## The problem:
Each line holding the word "Result" must appear in the answer, copied from the entries.
══════════════════════════════
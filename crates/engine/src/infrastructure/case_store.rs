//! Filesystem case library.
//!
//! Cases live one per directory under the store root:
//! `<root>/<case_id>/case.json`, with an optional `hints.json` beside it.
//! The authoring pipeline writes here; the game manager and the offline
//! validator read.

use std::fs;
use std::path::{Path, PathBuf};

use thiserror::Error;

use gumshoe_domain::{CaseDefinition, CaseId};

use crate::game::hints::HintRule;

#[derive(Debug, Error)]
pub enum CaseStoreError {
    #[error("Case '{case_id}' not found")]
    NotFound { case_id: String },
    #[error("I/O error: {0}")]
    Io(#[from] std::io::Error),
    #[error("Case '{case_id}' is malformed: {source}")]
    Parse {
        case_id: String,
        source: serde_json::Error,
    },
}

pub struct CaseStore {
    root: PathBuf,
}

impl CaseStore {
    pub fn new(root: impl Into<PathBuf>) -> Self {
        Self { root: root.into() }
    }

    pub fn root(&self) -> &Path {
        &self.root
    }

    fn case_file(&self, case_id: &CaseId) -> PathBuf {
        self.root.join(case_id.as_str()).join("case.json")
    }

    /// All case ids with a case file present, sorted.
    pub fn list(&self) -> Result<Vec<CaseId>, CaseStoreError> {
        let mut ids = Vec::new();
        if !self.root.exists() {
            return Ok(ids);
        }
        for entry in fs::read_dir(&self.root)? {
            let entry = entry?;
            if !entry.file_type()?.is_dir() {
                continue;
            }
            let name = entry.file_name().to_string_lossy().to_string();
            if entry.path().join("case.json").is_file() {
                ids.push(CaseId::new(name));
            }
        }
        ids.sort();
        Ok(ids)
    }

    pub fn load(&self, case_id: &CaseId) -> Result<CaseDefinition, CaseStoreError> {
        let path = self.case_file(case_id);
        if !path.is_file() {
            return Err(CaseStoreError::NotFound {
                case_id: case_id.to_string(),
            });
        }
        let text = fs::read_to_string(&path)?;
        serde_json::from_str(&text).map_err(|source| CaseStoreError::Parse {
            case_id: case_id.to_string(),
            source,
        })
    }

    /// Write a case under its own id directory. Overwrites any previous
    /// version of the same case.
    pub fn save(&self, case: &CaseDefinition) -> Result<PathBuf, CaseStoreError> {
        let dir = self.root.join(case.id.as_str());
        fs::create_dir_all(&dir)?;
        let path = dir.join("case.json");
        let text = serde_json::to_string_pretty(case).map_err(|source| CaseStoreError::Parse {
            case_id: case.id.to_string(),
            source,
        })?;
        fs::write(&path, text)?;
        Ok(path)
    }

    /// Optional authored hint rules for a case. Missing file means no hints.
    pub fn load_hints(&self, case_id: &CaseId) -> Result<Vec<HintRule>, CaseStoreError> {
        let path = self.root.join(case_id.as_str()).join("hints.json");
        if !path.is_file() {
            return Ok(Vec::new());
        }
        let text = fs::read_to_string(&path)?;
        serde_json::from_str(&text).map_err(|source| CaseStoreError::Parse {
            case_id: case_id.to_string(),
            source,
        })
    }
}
══════════════════════════════
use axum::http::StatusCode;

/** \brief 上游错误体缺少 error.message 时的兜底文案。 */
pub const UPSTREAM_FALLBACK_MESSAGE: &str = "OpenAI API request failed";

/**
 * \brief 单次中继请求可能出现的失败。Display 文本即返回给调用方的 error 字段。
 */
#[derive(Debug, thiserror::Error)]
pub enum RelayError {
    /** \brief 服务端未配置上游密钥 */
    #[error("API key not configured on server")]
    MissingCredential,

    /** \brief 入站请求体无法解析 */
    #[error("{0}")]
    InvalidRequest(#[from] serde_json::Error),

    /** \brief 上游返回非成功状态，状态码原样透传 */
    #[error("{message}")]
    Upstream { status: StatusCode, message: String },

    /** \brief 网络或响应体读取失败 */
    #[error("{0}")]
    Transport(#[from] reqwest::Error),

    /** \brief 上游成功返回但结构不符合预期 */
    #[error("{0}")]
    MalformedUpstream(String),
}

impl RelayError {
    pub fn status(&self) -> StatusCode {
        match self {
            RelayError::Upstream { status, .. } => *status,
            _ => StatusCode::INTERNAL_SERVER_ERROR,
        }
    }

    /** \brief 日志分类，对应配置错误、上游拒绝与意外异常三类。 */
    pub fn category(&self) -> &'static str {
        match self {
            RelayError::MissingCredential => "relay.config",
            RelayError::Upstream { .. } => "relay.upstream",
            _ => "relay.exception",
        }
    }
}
══════════════════════════════
## Answer below:
    pub fn list(&self) -> Result<Vec<CaseId>, CaseStoreError> {
    pub fn load(&self, case_id: &CaseId) -> Result<CaseDefinition, CaseStoreError> {
    pub fn save(&self, case: &CaseDefinition) -> Result<PathBuf, CaseStoreError> {
    pub fn load_hints(&self, case_id: &CaseId) -> Result<Vec<HintRule>, CaseStoreError> {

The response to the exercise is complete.